[STORED DATA — start]

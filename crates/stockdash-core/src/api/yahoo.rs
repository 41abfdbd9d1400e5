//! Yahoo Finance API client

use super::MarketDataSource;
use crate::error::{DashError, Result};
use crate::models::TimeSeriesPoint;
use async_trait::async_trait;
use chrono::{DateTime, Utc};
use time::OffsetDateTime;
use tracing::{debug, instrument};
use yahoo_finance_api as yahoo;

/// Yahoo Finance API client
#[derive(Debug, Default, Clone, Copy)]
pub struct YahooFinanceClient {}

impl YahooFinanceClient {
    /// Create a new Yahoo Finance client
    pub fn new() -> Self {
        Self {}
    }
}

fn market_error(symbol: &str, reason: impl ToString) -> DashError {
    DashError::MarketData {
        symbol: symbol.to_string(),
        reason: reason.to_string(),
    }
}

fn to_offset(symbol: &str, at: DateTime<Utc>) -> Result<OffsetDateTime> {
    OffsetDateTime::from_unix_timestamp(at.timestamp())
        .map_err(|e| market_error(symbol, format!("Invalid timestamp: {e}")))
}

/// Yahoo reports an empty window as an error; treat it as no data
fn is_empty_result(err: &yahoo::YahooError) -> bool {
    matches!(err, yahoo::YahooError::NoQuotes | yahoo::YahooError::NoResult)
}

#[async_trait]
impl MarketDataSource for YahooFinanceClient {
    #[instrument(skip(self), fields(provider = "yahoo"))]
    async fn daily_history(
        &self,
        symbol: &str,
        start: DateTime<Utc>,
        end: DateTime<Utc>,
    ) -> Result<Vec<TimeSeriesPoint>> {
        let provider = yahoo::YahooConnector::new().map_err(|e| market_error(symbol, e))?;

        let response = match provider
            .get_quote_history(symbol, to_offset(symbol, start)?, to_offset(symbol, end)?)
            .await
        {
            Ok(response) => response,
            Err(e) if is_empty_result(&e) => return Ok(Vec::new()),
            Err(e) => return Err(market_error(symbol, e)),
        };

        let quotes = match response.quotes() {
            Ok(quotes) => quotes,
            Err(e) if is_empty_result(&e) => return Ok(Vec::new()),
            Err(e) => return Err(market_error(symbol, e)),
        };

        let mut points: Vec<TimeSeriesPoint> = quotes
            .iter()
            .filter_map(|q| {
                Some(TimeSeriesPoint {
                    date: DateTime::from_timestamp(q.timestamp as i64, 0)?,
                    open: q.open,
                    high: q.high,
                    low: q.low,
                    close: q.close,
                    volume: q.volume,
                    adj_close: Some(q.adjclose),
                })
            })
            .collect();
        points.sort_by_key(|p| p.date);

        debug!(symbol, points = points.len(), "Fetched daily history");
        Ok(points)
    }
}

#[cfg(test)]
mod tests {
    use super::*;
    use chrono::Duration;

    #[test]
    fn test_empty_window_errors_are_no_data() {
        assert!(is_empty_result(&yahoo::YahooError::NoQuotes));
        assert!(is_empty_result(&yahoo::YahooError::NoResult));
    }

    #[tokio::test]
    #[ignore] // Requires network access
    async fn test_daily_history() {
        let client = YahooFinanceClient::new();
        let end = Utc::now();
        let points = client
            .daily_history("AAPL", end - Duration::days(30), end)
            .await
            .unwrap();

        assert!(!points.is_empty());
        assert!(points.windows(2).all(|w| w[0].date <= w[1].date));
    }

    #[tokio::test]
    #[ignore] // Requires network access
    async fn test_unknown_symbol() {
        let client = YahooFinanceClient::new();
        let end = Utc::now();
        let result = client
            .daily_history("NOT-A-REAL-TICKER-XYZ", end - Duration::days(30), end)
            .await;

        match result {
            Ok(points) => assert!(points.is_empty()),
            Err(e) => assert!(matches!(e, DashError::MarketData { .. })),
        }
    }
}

[STORED DATA — finish]
[STORED DATA — start]

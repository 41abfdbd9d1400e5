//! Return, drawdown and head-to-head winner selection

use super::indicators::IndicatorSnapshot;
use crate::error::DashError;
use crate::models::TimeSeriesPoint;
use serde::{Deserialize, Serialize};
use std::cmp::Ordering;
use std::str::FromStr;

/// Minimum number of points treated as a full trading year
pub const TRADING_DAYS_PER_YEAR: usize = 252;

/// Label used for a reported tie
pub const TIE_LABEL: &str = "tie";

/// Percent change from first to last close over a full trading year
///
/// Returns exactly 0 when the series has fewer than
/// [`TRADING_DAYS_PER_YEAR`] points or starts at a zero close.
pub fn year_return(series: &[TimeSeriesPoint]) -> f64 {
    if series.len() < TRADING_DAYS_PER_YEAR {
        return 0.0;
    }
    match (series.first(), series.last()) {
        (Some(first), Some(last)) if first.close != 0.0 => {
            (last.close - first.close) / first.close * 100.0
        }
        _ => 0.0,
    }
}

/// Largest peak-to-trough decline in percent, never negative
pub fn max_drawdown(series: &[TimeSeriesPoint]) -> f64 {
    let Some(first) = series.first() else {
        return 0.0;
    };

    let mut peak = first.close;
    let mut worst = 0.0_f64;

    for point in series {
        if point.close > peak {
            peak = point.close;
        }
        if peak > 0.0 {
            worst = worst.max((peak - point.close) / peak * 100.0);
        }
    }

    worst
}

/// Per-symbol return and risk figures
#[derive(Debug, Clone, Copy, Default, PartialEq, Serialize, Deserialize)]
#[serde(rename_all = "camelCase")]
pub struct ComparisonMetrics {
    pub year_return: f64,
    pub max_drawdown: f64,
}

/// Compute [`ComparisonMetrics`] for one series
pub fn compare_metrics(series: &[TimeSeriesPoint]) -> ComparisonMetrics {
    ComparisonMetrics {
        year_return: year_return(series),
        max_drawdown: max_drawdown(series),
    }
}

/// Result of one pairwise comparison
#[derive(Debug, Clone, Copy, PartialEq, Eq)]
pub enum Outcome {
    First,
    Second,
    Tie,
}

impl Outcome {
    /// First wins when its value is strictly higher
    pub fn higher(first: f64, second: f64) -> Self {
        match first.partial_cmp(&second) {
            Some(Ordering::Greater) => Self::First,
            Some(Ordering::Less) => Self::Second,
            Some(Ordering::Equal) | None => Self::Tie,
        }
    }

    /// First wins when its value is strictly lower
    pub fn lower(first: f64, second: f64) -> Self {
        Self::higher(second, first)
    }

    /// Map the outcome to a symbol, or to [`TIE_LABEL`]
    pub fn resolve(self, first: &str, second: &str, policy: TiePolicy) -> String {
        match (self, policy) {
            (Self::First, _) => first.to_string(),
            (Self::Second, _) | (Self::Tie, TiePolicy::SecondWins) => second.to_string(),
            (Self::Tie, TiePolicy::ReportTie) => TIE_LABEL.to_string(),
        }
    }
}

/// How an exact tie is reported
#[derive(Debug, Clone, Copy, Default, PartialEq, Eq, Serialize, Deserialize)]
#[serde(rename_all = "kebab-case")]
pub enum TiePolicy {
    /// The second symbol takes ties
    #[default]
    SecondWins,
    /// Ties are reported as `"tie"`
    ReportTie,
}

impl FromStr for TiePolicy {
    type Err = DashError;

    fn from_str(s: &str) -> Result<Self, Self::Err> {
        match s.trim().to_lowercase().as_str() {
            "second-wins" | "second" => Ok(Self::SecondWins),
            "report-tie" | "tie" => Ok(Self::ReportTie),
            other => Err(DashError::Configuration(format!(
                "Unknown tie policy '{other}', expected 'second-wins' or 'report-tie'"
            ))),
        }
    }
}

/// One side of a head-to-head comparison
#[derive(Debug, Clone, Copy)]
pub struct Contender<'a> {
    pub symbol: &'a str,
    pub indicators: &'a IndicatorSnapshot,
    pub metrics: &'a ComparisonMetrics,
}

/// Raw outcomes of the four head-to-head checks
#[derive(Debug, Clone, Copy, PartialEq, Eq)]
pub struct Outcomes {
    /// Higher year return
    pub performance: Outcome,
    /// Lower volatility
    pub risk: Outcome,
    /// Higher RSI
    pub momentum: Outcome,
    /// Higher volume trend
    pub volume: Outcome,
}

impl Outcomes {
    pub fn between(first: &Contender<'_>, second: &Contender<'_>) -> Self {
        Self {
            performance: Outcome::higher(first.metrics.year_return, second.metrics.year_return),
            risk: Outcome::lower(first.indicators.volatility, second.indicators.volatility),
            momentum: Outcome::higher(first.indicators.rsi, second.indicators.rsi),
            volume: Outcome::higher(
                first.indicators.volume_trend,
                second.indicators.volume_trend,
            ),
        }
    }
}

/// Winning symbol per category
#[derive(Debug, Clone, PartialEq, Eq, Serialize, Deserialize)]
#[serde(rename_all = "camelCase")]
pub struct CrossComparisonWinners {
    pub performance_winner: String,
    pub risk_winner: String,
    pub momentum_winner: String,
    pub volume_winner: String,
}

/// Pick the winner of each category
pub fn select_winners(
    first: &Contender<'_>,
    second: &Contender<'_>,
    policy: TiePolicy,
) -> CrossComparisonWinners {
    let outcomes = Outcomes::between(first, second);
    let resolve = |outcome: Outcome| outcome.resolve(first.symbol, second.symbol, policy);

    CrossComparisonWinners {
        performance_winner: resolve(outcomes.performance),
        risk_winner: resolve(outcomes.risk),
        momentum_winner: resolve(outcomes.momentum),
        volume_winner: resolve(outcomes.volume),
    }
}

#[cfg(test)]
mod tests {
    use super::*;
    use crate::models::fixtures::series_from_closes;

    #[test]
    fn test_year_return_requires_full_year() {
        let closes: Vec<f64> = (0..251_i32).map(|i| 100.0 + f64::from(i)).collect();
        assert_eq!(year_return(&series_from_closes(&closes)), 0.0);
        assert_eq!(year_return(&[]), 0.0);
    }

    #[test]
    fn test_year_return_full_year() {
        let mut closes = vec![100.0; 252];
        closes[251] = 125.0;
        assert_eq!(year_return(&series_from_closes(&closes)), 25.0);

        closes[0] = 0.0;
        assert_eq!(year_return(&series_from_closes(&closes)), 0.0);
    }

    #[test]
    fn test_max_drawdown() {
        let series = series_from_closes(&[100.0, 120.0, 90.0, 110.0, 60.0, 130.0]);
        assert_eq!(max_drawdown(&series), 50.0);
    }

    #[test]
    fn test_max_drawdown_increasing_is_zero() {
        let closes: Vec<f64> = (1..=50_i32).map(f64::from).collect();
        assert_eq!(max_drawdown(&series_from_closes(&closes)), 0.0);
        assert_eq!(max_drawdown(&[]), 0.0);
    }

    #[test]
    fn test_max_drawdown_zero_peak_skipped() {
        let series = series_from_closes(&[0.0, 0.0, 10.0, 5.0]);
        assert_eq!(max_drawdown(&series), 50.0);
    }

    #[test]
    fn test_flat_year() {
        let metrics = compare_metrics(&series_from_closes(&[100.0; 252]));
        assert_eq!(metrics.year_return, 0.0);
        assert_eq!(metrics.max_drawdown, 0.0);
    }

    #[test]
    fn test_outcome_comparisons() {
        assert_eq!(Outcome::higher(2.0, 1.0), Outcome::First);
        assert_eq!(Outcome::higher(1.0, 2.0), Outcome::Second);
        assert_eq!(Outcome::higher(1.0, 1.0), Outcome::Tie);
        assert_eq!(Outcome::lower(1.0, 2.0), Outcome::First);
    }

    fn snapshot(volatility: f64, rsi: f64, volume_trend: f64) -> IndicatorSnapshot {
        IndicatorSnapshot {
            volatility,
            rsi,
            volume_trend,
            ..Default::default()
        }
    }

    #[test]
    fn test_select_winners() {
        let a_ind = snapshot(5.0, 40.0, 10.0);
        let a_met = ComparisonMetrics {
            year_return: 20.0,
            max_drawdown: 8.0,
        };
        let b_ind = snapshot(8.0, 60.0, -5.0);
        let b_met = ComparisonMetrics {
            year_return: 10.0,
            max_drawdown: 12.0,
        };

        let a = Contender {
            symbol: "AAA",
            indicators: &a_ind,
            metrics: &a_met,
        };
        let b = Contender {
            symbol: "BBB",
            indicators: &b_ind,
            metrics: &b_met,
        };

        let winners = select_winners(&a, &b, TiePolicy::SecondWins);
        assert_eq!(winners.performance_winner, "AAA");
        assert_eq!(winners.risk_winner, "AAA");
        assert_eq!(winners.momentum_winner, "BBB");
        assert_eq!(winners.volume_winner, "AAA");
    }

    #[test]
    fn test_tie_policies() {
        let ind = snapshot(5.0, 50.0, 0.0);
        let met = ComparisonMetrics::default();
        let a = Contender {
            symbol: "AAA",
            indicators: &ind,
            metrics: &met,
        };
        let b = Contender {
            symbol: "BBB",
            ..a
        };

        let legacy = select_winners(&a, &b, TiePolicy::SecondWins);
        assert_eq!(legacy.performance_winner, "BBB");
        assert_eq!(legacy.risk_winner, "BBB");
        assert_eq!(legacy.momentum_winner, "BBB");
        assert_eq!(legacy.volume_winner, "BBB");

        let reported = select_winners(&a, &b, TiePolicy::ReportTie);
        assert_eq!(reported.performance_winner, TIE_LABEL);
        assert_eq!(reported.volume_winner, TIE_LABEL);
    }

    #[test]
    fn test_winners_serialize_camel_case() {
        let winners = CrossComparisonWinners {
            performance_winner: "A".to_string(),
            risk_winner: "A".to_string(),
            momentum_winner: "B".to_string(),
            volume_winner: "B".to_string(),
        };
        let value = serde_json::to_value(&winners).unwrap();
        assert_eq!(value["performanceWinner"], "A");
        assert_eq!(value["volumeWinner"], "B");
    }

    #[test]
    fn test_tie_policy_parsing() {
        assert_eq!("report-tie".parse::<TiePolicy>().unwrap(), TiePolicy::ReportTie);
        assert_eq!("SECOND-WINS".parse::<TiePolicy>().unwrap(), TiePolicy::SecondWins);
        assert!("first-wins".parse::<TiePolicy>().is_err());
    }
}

[STORED DATA — finish]

- **DIRECTIONS FOR THIS TASK**: Retype word for word everything in the listing above from the line that holds "filename crates/stockdash-core/src/api/yahoo.rs" down to the line that holds "pub struct YahooFinanceClient". Keep both end lines and leave out the rest.

- **YOUR SOLUTION**:
filename crates/stockdash-core/src/api/yahoo.rs
repository 41abfdbd9d1400e5
//! Yahoo Finance API client

use super::MarketDataSource;
use crate::error::{DashError, Result};
use crate::models::TimeSeriesPoint;
use async_trait::async_trait;
use chrono::{DateTime, Utc};
use time::OffsetDateTime;
use tracing::{debug, instrument};
use yahoo_finance_api as yahoo;

/// Yahoo Finance API client
#[derive(Debug, Default, Clone, Copy)]
pub struct YahooFinanceClient {}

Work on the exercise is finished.